**ABOUT THIS TASK**
Beginning at the line that contains "per label index.", reproduce every line to the end of the material without changing any of them.

**INFORMATION GIVEN**
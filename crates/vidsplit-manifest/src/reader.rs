//! Reading manifests back and summarizing them.

use crate::dataset::{FileEntry, LabelIndex};
use crate::error::{ManifestError, ManifestResult};
use crate::layout::ManifestLayout;
use crate::split::Split;
use serde::{Deserialize, Serialize};
use std::collections::{BTreeMap, HashMap};
use std::path::{Path, PathBuf};

#[derive(Debug, Clone, PartialEq, Eq, Serialize, Deserialize)]
pub struct ManifestLine {
    pub entry: FileEntry,
    pub index: LabelIndex,
}

impl ManifestLine {
    /// Parse `<path> <index>`, splitting on the last space.
    pub fn parse(line: &str) -> Result<Self, String> {
        let (path, index) = line.rsplit_once(' ').ok_or_else(|| "expected '<path> <label_index>'".to_string())?;
        if path.is_empty() {
            return Err("empty path".to_string());
        }
        let index = index
            .parse::<u32>()
            .map_err(|e| format!("invalid label index '{index}': {e}"))?;
        Ok(Self { entry: FileEntry(path.to_string()), index: LabelIndex(index) })
    }
}

pub fn read_manifest(path: &Path) -> ManifestResult<Vec<ManifestLine>> {
    let contents = match std::fs::read_to_string(path) {
        Ok(c) => c,
        Err(e) if e.kind() == std::io::ErrorKind::NotFound => {
            return Err(ManifestError::ManifestNotFound { path: path.to_path_buf() });
        }
        Err(e) => return Err(e.into()),
    };

    let mut lines = Vec::new();
    for (idx, line) in contents.lines().enumerate() {
        if line.trim().is_empty() {
            continue;
        }
        let parsed = ManifestLine::parse(line).map_err(|reason| ManifestError::MalformedLine {
            path: path.to_path_buf(),
            line: idx + 1,
            reason,
        })?;
        lines.push(parsed);
    }

    Ok(lines)
}

#[derive(Debug, Clone, Serialize, Deserialize)]
pub struct SplitSummary {
    pub split: Split,
    pub path: PathBuf,
    pub lines: usize,
    /// Line count per label index.
    pub per_label: BTreeMap<u32, usize>,
}

#[derive(Debug, Clone, Serialize, Deserialize)]
pub struct ManifestSummary {
    pub splits: Vec<SplitSummary>,
    pub total_entries: usize,
    /// `max label index + 1`, or 0 when every manifest is empty.
    pub num_classes: u32,
    /// Paths listed in more than one manifest.
    #[serde(default, skip_serializing_if = "Vec::is_empty")]
    pub overlaps: Vec<String>,
}

impl ManifestSummary {
    #[must_use]
    pub fn split(&self, split: Split) -> Option<&SplitSummary> {
        self.splits.iter().find(|s| s.split == split)
    }
}

pub fn summarize(layout: &ManifestLayout) -> ManifestResult<ManifestSummary> {
    let mut splits = Vec::with_capacity(Split::ALL.len());
    let mut seen: HashMap<String, Split> = HashMap::new();
    let mut overlaps = Vec::new();
    let mut max_index: Option<u32> = None;

    for split in Split::ALL {
        let path = layout.manifest_path(split);
        let lines = read_manifest(&path)?;

        let mut per_label = BTreeMap::new();
        for line in &lines {
            *per_label.entry(line.index.0).or_insert(0) += 1;
            max_index = max_index.max(Some(line.index.0));

            if let Some(first) = seen.get(line.entry.as_str()) {
                if *first != split {
                    overlaps.push(line.entry.0.clone());
                }
            } else {
                seen.insert(line.entry.0.clone(), split);
            }
        }

        tracing::debug!(split = %split, lines = lines.len(), "read manifest");
        splits.push(SplitSummary { split, path, lines: lines.len(), per_label });
    }

    overlaps.sort();
    overlaps.dedup();
    if !overlaps.is_empty() {
        tracing::warn!(count = overlaps.len(), "entries appear in more than one manifest");
    }

    Ok(ManifestSummary {
        total_entries: splits.iter().map(|s| s.lines).sum(),
        num_classes: max_index.map_or(0, |m| m + 1),
        splits,
        overlaps,
    })
}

**ANSWER FOR THE TASK**
    /// Line count per label index.
    pub per_label: BTreeMap<u32, usize>,
}

#[derive(Debug, Clone, Serialize, Deserialize)]
pub struct ManifestSummary {
    pub splits: Vec<SplitSummary>,
    pub total_entries: usize,
    /// `max label index + 1`, or 0 when every manifest is empty.
    pub num_classes: u32,
    /// Paths listed in more than one manifest.
    #[serde(default, skip_serializing_if = "Vec::is_empty")]
    pub overlaps: Vec<String>,
}

impl ManifestSummary {
    #[must_use]
    pub fn split(&self, split: Split) -> Option<&SplitSummary> {
        self.splits.iter().find(|s| s.split == split)
    }
}

pub fn summarize(layout: &ManifestLayout) -> ManifestResult<ManifestSummary> {
    let mut splits = Vec::with_capacity(Split::ALL.len());
    let mut seen: HashMap<String, Split> = HashMap::new();
    let mut overlaps = Vec::new();
    let mut max_index: Option<u32> = None;

    for split in Split::ALL {
        let path = layout.manifest_path(split);
        let lines = read_manifest(&path)?;

        let mut per_label = BTreeMap::new();
        for line in &lines {
            *per_label.entry(line.index.0).or_insert(0) += 1;
            max_index = max_index.max(Some(line.index.0));

            if let Some(first) = seen.get(line.entry.as_str()) {
                if *first != split {
                    overlaps.push(line.entry.0.clone());
                }
            } else {
                seen.insert(line.entry.0.clone(), split);
            }
        }

        tracing::debug!(split = %split, lines = lines.len(), "read manifest");
        splits.push(SplitSummary { split, path, lines: lines.len(), per_label });
    }

    overlaps.sort();
    overlaps.dedup();
    if !overlaps.is_empty() {
        tracing::warn!(count = overlaps.len(), "entries appear in more than one manifest");
    }

    Ok(ManifestSummary {
        total_entries: splits.iter().map(|s| s.lines).sum(),
        num_classes: max_index.map_or(0, |m| m + 1),
        splits,
        overlaps,
    })
}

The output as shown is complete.